===== DATA SUPPLIED

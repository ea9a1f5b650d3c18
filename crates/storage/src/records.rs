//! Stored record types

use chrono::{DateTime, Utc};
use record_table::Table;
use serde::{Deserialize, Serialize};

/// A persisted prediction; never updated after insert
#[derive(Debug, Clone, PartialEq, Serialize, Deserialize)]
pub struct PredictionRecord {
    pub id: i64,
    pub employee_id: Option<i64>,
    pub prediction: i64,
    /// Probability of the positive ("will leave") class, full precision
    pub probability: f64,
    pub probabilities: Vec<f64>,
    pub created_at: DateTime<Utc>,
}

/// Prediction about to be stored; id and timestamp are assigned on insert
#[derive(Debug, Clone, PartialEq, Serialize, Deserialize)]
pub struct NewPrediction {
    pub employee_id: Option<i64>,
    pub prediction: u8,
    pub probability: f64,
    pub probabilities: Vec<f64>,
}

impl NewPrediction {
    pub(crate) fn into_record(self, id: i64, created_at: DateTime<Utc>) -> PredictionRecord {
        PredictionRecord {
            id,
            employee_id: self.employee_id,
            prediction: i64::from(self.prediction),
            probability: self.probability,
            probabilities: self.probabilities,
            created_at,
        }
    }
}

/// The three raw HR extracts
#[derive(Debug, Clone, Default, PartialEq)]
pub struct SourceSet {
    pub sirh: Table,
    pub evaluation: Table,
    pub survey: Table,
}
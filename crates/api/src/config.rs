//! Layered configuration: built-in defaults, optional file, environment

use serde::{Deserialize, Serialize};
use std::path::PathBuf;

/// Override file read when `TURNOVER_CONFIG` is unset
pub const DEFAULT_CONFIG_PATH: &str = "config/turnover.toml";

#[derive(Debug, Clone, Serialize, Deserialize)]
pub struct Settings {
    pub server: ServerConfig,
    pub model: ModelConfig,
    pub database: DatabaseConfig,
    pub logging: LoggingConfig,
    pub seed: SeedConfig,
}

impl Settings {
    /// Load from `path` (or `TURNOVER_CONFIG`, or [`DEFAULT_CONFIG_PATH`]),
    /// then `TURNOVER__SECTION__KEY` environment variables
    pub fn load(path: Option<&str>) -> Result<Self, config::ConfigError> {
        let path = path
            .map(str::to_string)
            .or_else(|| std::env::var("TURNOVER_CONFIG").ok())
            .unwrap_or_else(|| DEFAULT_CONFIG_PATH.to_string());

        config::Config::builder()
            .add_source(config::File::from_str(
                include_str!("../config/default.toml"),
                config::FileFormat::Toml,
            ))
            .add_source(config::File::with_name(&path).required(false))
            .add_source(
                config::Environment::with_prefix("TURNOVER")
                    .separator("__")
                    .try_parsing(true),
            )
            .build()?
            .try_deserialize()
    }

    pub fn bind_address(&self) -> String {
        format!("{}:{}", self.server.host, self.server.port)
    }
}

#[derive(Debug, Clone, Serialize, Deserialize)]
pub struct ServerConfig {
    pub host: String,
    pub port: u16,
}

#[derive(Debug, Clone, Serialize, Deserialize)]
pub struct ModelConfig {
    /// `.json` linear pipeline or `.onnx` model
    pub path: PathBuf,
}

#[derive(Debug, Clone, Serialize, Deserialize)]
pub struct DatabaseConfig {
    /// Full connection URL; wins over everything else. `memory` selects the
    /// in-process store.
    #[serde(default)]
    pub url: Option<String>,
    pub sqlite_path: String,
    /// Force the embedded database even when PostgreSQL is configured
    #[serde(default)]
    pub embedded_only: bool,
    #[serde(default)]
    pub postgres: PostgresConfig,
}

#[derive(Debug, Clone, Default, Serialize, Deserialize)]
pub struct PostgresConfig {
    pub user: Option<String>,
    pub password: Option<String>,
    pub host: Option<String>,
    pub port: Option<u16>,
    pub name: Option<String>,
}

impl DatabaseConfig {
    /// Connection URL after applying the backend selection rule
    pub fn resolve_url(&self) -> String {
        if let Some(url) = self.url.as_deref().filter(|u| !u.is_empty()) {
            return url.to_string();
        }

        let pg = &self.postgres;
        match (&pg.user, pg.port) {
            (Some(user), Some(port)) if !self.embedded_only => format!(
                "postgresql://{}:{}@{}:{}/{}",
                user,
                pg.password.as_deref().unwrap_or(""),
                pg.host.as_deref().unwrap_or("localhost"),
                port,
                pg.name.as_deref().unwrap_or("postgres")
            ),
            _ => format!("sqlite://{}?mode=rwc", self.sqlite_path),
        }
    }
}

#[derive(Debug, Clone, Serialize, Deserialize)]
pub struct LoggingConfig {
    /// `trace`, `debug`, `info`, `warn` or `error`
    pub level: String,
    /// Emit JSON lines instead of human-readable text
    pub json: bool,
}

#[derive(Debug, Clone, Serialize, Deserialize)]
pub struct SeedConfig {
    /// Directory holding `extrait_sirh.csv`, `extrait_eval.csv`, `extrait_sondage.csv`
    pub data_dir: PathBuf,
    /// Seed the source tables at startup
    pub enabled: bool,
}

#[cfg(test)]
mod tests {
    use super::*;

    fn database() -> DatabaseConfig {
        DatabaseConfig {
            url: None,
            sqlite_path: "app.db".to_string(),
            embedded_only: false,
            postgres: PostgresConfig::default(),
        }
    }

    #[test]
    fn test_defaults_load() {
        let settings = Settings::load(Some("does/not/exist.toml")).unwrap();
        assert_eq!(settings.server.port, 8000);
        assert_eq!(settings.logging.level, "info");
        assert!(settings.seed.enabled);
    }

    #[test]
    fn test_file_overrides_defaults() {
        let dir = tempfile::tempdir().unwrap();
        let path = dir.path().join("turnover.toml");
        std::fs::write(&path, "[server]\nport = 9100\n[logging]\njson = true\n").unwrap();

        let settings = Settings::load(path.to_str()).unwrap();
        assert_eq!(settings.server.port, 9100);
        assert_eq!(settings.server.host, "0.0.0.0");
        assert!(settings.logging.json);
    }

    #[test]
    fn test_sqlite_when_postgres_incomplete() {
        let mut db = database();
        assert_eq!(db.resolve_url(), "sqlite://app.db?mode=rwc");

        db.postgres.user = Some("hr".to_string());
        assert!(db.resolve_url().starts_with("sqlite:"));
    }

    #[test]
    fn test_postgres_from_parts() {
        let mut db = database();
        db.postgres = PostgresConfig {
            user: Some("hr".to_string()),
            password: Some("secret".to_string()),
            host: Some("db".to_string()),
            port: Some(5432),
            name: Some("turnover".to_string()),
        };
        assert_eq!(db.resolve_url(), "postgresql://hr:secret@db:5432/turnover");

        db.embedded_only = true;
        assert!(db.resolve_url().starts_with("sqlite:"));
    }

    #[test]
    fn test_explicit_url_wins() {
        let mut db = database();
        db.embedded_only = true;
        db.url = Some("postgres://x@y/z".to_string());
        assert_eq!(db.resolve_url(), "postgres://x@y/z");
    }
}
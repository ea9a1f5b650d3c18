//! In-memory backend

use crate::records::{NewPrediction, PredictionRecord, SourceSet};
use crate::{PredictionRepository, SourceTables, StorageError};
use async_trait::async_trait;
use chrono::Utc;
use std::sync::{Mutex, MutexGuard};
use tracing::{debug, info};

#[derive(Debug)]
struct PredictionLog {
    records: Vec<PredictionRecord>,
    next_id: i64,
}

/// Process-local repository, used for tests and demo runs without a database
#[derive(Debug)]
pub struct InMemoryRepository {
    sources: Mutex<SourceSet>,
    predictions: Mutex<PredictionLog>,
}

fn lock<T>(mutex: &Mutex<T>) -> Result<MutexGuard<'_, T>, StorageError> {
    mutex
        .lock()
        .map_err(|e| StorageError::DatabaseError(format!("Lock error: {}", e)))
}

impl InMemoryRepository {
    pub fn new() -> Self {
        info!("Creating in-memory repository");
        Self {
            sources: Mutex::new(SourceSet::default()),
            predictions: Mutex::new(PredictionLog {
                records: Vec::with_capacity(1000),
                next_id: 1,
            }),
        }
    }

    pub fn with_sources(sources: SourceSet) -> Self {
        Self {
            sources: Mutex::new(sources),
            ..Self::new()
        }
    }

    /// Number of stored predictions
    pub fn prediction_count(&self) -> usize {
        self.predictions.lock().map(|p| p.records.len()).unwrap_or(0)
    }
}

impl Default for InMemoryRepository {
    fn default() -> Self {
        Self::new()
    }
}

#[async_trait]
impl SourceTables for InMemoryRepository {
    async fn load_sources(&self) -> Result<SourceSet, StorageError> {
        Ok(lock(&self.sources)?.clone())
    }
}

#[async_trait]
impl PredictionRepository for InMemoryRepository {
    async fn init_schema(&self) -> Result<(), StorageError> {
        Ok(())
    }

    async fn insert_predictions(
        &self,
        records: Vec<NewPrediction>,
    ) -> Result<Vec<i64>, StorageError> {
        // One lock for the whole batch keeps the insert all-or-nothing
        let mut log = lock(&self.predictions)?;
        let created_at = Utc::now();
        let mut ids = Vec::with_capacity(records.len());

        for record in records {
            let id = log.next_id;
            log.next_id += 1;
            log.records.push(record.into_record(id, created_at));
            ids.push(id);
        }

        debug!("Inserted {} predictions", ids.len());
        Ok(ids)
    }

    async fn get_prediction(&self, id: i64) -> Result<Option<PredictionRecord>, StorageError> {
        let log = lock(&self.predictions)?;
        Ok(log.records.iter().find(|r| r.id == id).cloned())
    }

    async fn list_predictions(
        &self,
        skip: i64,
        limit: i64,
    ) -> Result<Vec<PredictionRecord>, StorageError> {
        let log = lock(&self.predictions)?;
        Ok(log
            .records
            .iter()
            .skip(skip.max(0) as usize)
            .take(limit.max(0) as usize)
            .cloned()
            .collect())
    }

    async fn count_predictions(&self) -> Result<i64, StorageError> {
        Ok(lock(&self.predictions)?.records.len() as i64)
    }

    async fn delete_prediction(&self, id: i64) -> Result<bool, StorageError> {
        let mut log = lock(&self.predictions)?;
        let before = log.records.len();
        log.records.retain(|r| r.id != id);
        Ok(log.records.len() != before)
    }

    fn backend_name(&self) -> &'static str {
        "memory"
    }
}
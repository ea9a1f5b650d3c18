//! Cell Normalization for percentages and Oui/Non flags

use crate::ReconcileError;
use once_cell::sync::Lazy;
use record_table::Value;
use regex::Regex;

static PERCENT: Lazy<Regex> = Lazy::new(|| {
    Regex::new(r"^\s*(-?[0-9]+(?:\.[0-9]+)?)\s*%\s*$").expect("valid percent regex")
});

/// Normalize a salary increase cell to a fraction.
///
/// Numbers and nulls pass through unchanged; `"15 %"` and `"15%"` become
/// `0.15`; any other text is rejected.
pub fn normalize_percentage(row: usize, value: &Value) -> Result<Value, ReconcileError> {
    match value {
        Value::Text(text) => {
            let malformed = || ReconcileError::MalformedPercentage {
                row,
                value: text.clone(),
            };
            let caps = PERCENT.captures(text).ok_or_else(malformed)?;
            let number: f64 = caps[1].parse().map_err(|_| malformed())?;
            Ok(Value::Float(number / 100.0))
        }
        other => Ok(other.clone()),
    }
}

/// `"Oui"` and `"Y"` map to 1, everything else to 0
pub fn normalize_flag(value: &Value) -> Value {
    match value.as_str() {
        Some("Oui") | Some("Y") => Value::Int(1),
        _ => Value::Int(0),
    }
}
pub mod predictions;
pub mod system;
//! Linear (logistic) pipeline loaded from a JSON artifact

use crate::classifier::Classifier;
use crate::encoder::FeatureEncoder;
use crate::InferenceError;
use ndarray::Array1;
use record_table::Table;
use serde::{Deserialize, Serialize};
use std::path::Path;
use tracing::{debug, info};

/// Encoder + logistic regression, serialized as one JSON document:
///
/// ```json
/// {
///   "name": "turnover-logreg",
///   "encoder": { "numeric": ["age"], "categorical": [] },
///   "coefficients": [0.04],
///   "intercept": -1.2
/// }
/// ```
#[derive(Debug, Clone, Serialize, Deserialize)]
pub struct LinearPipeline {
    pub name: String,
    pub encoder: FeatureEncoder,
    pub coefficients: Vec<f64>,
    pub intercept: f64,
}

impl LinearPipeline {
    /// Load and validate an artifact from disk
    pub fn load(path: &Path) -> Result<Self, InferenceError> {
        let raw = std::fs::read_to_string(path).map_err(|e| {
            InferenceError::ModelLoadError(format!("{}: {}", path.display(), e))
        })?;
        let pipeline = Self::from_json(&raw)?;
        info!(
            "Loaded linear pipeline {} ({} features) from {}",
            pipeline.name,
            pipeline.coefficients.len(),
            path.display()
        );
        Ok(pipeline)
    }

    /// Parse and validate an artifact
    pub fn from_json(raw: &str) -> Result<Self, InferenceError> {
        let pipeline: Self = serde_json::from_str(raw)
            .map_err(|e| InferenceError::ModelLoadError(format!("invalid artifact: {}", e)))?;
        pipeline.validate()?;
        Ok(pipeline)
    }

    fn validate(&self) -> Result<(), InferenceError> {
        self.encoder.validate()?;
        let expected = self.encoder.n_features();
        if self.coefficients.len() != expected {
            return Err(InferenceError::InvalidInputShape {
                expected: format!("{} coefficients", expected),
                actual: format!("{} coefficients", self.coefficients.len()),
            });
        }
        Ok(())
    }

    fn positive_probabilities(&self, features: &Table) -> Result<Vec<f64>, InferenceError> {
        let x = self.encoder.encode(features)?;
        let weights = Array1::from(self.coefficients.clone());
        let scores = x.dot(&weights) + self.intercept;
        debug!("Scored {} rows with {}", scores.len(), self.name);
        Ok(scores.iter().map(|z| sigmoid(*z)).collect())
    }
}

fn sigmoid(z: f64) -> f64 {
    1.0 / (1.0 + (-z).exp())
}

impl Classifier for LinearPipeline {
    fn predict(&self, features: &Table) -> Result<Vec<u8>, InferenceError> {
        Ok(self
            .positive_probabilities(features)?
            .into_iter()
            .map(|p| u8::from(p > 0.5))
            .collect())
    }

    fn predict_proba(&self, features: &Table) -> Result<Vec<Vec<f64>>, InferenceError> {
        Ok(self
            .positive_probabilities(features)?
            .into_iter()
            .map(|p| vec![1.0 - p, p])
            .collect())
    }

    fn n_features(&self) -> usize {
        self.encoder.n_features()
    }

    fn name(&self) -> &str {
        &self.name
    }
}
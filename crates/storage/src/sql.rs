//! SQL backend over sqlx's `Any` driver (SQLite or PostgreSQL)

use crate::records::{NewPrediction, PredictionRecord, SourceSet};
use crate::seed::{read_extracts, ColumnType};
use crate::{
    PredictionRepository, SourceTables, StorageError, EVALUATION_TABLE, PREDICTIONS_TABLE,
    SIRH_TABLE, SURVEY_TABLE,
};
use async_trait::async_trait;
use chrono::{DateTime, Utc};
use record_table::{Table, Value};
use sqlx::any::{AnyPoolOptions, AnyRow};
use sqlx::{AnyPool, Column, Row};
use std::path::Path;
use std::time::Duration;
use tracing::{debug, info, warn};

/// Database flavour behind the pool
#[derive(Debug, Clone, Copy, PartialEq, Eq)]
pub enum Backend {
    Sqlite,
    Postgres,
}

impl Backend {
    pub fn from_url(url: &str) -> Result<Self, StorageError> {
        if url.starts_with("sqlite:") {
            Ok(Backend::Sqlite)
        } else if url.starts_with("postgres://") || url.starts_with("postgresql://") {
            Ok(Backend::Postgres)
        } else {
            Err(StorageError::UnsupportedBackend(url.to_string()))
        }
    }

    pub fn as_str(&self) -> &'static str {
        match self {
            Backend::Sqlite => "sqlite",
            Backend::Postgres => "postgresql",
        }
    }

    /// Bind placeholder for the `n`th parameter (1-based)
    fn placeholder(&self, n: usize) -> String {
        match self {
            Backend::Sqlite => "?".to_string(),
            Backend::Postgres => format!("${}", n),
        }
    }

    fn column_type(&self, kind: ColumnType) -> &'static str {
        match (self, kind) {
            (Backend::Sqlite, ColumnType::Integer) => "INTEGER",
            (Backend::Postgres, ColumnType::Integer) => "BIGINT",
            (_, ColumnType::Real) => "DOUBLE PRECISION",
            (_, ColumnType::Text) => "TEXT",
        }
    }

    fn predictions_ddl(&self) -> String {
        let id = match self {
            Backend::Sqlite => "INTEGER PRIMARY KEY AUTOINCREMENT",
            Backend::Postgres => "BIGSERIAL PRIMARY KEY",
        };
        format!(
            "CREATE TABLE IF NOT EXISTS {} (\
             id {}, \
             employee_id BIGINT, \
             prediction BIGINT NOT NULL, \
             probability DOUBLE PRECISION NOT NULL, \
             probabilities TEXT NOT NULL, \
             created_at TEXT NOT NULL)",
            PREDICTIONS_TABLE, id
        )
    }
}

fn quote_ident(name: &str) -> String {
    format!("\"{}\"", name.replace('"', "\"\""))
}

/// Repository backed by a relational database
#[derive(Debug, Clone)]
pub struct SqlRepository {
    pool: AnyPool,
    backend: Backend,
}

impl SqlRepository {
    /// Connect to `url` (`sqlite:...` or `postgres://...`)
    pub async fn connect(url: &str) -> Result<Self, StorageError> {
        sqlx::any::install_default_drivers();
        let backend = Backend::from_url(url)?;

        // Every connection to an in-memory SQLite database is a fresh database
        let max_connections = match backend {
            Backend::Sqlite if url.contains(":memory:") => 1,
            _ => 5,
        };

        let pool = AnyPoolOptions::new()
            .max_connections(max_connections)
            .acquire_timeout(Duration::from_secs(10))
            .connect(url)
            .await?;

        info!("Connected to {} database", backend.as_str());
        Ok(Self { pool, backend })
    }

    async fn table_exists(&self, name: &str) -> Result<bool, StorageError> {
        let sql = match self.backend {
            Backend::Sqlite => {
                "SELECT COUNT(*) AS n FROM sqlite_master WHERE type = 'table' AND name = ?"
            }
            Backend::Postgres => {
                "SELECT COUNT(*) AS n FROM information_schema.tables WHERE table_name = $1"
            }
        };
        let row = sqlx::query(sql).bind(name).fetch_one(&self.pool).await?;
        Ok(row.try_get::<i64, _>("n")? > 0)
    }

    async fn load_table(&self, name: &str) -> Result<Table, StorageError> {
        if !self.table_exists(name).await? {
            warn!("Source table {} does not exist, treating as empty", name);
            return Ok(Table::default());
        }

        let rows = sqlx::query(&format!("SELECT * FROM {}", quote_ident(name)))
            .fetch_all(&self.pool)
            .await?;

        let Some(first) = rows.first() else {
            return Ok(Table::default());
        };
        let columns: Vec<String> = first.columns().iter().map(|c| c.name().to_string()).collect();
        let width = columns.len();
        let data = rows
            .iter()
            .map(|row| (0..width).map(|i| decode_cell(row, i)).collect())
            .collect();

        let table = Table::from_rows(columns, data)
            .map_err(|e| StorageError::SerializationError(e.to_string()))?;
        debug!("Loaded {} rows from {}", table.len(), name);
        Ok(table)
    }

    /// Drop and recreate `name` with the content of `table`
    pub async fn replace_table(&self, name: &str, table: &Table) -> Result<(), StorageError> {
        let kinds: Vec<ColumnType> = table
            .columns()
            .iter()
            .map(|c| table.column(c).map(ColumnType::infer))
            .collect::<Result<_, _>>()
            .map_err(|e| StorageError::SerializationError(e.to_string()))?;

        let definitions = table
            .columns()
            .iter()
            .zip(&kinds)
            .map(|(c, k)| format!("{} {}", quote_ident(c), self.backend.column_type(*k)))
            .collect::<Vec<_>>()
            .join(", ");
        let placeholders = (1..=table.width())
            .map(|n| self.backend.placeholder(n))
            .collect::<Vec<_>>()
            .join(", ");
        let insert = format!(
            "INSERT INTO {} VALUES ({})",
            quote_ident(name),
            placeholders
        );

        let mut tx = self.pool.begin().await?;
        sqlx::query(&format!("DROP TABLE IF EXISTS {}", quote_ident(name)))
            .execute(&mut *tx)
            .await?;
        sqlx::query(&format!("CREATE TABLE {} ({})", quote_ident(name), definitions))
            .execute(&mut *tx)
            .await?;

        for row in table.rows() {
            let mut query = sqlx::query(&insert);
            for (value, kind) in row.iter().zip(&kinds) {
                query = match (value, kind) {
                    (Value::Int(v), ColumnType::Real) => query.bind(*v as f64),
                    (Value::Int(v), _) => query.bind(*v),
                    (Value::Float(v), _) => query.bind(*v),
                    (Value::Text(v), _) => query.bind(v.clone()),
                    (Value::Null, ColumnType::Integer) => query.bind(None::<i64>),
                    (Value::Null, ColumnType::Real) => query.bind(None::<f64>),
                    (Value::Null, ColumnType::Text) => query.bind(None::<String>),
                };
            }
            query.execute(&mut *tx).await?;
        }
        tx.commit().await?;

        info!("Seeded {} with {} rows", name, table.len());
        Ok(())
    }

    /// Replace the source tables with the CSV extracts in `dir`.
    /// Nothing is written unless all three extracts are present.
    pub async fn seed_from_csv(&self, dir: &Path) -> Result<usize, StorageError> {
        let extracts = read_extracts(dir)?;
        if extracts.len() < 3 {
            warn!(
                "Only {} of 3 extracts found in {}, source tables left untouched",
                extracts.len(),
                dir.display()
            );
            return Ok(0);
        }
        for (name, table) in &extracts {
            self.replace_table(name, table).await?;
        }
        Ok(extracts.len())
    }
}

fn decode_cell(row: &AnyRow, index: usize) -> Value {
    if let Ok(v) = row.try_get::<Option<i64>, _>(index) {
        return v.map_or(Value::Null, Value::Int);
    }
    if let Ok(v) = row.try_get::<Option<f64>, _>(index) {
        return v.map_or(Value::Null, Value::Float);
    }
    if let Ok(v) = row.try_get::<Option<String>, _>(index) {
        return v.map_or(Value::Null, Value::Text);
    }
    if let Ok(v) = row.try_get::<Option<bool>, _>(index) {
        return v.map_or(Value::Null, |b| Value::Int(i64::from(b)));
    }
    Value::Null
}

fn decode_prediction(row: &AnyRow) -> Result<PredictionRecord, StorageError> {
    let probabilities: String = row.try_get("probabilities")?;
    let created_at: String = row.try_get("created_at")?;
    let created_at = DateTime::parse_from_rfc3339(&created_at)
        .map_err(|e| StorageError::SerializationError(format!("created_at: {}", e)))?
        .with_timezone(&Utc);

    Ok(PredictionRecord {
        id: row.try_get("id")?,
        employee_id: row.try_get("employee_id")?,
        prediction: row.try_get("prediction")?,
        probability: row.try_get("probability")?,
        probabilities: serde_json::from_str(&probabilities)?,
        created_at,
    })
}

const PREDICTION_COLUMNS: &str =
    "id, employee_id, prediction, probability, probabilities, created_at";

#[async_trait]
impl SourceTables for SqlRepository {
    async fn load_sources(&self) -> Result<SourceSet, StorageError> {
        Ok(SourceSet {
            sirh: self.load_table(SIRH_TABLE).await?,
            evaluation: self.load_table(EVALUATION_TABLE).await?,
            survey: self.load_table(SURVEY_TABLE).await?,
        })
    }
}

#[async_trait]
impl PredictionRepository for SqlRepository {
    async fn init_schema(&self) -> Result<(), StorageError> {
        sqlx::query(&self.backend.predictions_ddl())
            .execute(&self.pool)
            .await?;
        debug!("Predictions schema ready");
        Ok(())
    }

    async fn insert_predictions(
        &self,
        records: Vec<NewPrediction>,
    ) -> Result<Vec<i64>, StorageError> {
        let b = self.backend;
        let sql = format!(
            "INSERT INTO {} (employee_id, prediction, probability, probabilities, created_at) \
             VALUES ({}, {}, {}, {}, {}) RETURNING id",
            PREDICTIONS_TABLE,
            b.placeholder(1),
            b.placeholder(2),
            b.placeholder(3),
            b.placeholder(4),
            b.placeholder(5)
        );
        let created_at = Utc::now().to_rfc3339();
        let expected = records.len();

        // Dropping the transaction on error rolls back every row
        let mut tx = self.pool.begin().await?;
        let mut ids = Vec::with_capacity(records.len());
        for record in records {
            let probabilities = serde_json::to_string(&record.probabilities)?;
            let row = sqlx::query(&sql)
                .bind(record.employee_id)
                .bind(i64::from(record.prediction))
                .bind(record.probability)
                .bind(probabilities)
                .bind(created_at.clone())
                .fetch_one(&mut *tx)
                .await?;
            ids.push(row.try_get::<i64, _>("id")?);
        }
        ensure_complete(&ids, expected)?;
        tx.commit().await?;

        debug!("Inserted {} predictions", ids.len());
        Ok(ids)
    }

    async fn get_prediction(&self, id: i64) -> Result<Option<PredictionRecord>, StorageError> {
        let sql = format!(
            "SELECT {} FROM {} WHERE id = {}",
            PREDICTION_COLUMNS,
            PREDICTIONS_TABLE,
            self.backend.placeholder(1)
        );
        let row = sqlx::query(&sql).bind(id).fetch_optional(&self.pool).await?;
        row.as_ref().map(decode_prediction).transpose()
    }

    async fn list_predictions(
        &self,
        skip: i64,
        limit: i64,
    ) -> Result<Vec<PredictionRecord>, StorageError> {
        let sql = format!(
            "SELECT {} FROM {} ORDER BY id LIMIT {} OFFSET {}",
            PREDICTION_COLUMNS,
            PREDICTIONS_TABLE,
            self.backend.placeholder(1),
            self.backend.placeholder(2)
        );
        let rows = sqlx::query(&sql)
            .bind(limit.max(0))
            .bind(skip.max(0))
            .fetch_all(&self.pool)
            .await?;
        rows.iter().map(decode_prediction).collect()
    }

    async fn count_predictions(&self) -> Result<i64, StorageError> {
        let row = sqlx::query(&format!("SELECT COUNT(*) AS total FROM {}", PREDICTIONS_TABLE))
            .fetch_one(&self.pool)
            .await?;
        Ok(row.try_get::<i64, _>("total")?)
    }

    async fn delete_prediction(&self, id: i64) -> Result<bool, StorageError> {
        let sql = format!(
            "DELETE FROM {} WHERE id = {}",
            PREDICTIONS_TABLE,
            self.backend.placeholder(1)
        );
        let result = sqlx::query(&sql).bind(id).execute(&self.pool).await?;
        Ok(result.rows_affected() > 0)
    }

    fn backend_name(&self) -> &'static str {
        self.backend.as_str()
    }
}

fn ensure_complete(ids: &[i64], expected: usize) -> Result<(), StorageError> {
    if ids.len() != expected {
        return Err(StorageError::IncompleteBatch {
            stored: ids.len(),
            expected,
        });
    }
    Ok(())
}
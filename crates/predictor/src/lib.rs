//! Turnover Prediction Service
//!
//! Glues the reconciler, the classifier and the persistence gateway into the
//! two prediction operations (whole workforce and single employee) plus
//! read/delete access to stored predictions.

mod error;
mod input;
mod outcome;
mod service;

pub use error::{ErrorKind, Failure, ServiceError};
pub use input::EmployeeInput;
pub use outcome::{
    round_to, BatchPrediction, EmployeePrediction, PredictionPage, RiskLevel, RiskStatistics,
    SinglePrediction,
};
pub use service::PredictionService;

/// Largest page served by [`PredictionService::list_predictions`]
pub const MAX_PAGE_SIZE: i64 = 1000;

==========

:: WHAT THE TASK ASKS ::
In the listing above, count the lines that contain "does". Give the number and nothing else.

:: EXERCISE RESULT ::
2